13 de junho de 2012

Um tipo de feudalismo

Hoje, no Combustões, o Miguel CB escreve:

No fundo, as pessoas são, na generalidade, muito pouco interessadas na política. Querem ser reconhecidas, querem que as estimem pelo que valem e estão sempre dispostas a seguir o rumo que os acontecimentos indicam. O estar bem com o tempo tudo permite. Anteontem salazaristas, ontem comunistas ou socialistas, hoje seguidores do governo, amanhã, quem sabe, incondicionais do general que por aí virá mais tarde ou mais cedo.

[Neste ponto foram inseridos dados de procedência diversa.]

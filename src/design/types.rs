use anyhow::bail;
use serde::{Deserialize, Serialize};

/// Index of a [`UserType`] in the [`TypeGraph`] arena.
///
/// Identity, not shape, distinguishes user types: two structurally identical
/// types with different ids are different types for every purpose, including
/// deduplication of generated code.
#[derive(
    Debug, Clone, Copy, PartialEq, Eq, PartialOrd, Ord, Hash, Serialize, Deserialize,
)]
pub struct TypeId(pub u32);

impl std::fmt::Display for TypeId {
    fn fmt(&self, f: &mut std::fmt::Formatter<'_>) -> std::fmt::Result {
        write!(f, "#{}", self.0)
    }
}

/// Primitive wire kinds supported by the generator.
#[derive(Debug, Clone, Copy, PartialEq, Eq, Serialize, Deserialize)]
pub enum PrimitiveKind {
    Bool,
    Int32,
    Int64,
    UInt32,
    UInt64,
    Float32,
    Float64,
    Str,
    Bytes,
}

impl PrimitiveKind {
    /// Rust type the kind renders to in generated code.
    pub fn rust_type(&self) -> &'static str {
        match self {
            PrimitiveKind::Bool => "bool",
            PrimitiveKind::Int32 => "i32",
            PrimitiveKind::Int64 => "i64",
            PrimitiveKind::UInt32 => "u32",
            PrimitiveKind::UInt64 => "u64",
            PrimitiveKind::Float32 => "f32",
            PrimitiveKind::Float64 => "f64",
            PrimitiveKind::Str => "String",
            PrimitiveKind::Bytes => "Vec<u8>",
        }
    }

    pub fn is_numeric(&self) -> bool {
        matches!(
            self,
            PrimitiveKind::Int32
                | PrimitiveKind::Int64
                | PrimitiveKind::UInt32
                | PrimitiveKind::UInt64
                | PrimitiveKind::Float32
                | PrimitiveKind::Float64
        )
    }

    /// Kinds that are `Copy` in the generated code and never need `.clone()`.
    pub fn is_copy(&self) -> bool {
        !matches!(self, PrimitiveKind::Str | PrimitiveKind::Bytes)
    }

    pub fn is_string(&self) -> bool {
        matches!(self, PrimitiveKind::Str)
    }
}

/// Closed tagged union of attribute types.
///
/// Every synthesizer matches exhaustively on this enum; there is no runtime
/// type inspection anywhere in the generator.
#[derive(Debug, Clone, PartialEq, Serialize, Deserialize)]
pub enum DataType {
    Primitive(PrimitiveKind),
    Array(Box<DataType>),
    Map(Box<DataType>, Box<DataType>),
    Object(Vec<Attribute>),
    Ref(TypeId),
    Any,
}

impl DataType {
    pub fn as_primitive(&self) -> Option<PrimitiveKind> {
        match self {
            DataType::Primitive(k) => Some(*k),
            _ => None,
        }
    }

    /// Whether the type resolves to an object shape (inline or named).
    pub fn is_object_like(&self) -> bool {
        matches!(self, DataType::Object(_) | DataType::Ref(_))
    }
}

/// Validation rules attached to an attribute.
///
/// The generator never evaluates these itself; it emits calls into an
/// external runtime validator, one call per constraint kind.
#[derive(Debug, Clone, Default, PartialEq, Serialize, Deserialize)]
#[serde(default)]
pub struct Constraints {
    pub pattern: Option<String>,
    pub format: Option<String>,
    pub minimum: Option<f64>,
    pub maximum: Option<f64>,
    pub enum_values: Option<Vec<serde_json::Value>>,
    pub min_length: Option<u64>,
    pub max_length: Option<u64>,
}

impl Constraints {
    pub fn is_empty(&self) -> bool {
        self.pattern.is_none()
            && self.format.is_none()
            && self.minimum.is_none()
            && self.maximum.is_none()
            && self.enum_values.is_none()
            && self.min_length.is_none()
            && self.max_length.is_none()
    }
}

/// A named, typed member of an object shape.
#[derive(Debug, Clone, PartialEq, Serialize, Deserialize)]
pub struct Attribute {
    pub name: String,
    #[serde(rename = "type")]
    pub ty: DataType,
    #[serde(default)]
    pub required: bool,
    #[serde(default)]
    pub has_default: bool,
    #[serde(default)]
    pub constraints: Constraints,
}

impl Attribute {
    /// Whether the attribute renders as a nullable field on the encode side.
    ///
    /// Required attributes without a default render as plain values; anything
    /// optional, or defaulted elsewhere, renders as `Option<T>`. This mapping
    /// is a pure function of the two flags.
    pub fn is_nullable(&self) -> bool {
        !self.required || self.has_default
    }
}

/// Entry in a view: one attribute, optionally projected through a sub-view
/// when the attribute's own type is itself multi-view.
#[derive(Debug, Clone, PartialEq, Serialize, Deserialize)]
pub struct ViewMember {
    pub attribute: String,
    #[serde(default)]
    pub sub_view: Option<String>,
}

/// Named partial projection over a multi-view result type.
#[derive(Debug, Clone, PartialEq, Serialize, Deserialize)]
pub struct View {
    pub name: String,
    pub members: Vec<ViewMember>,
}

/// A named object type in the design.
#[derive(Debug, Clone, PartialEq, Serialize, Deserialize)]
pub struct UserType {
    pub name: String,
    pub attributes: Vec<Attribute>,
    #[serde(default)]
    pub views: Vec<View>,
}

impl UserType {
    pub fn attribute(&self, name: &str) -> Option<&Attribute> {
        self.attributes.iter().find(|a| a.name == name)
    }

    pub fn view(&self, name: &str) -> Option<&View> {
        self.views.iter().find(|v| v.name == name)
    }

    pub fn is_multi_view(&self) -> bool {
        !self.views.is_empty()
    }
}

/// Arena of all user types in a design, addressed by [`TypeId`].
///
/// The graph is immutable for the duration of a generation run. Recursive
/// types are expressed through [`DataType::Ref`] indices, never through
/// ownership cycles.
#[derive(Debug, Clone, Default, PartialEq, Serialize, Deserialize)]
pub struct TypeGraph {
    pub user_types: Vec<UserType>,
}

impl TypeGraph {
    pub fn get(&self, id: TypeId) -> anyhow::Result<&UserType> {
        match self.user_types.get(id.0 as usize) {
            Some(ut) => Ok(ut),
            None => bail!("dangling type reference {id}"),
        }
    }

    pub fn lookup(&self, name: &str) -> Option<TypeId> {
        self.user_types
            .iter()
            .position(|ut| ut.name == name)
            .map(|i| TypeId(i as u32))
    }

    /// Attributes of an object-shaped type, following one level of `Ref`.
    /// Returns `None` for primitives, collections and `Any`.
    pub fn attributes_of<'a>(&'a self, ty: &'a DataType) -> Option<&'a [Attribute]> {
        match ty {
            DataType::Object(attrs) => Some(attrs),
            DataType::Ref(id) => self
                .user_types
                .get(id.0 as usize)
                .map(|ut| ut.attributes.as_slice()),
            _ => None,
        }
    }

    /// Collects every `Ref` reachable from `ty` in declaration order,
    /// following nested user types transitively. Cycle-safe: a type already
    /// collected is not revisited.
    pub fn collect_refs(&self, ty: &DataType, out: &mut Vec<TypeId>) {
        match ty {
            DataType::Primitive(_) | DataType::Any => {}
            DataType::Array(elem) => self.collect_refs(elem, out),
            DataType::Map(key, value) => {
                self.collect_refs(key, out);
                self.collect_refs(value, out);
            }
            DataType::Object(attrs) => {
                for attr in attrs {
                    self.collect_refs(&attr.ty, out);
                }
            }
            DataType::Ref(id) => {
                if out.contains(id) {
                    return;
                }
                out.push(*id);
                if let Some(ut) = self.user_types.get(id.0 as usize) {
                    for attr in &ut.attributes {
                        self.collect_refs(&attr.ty, out);
                    }
                }
            }
        }
    }
}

É engraçado que o faça no dia de Santo António, taumaturgo que primeiro ingressou nos Cónegos Regrantes de Santo Agostinho e depois os trocou pelos Franciscanos. Esta coisa da adesivagem, tão disseminada entre 4 e o 6 de  Outubro de 1910 deve estar relacionada com o tipo de vínculos que há séculos rege a sociedade portuguesa, vertical e horizontalmente: o clientelismo. No fundo, todos dependem de alguém de tal forma que caindo um os outros o seguem. Ou subindo na escala social o padrinho de muitos, alguns o acompanharão até ao céu. No país onde o feudalismo não teve expressão, criou-se um vínculo mais forte, misto de lealdade hipócrita com temor e servilismo.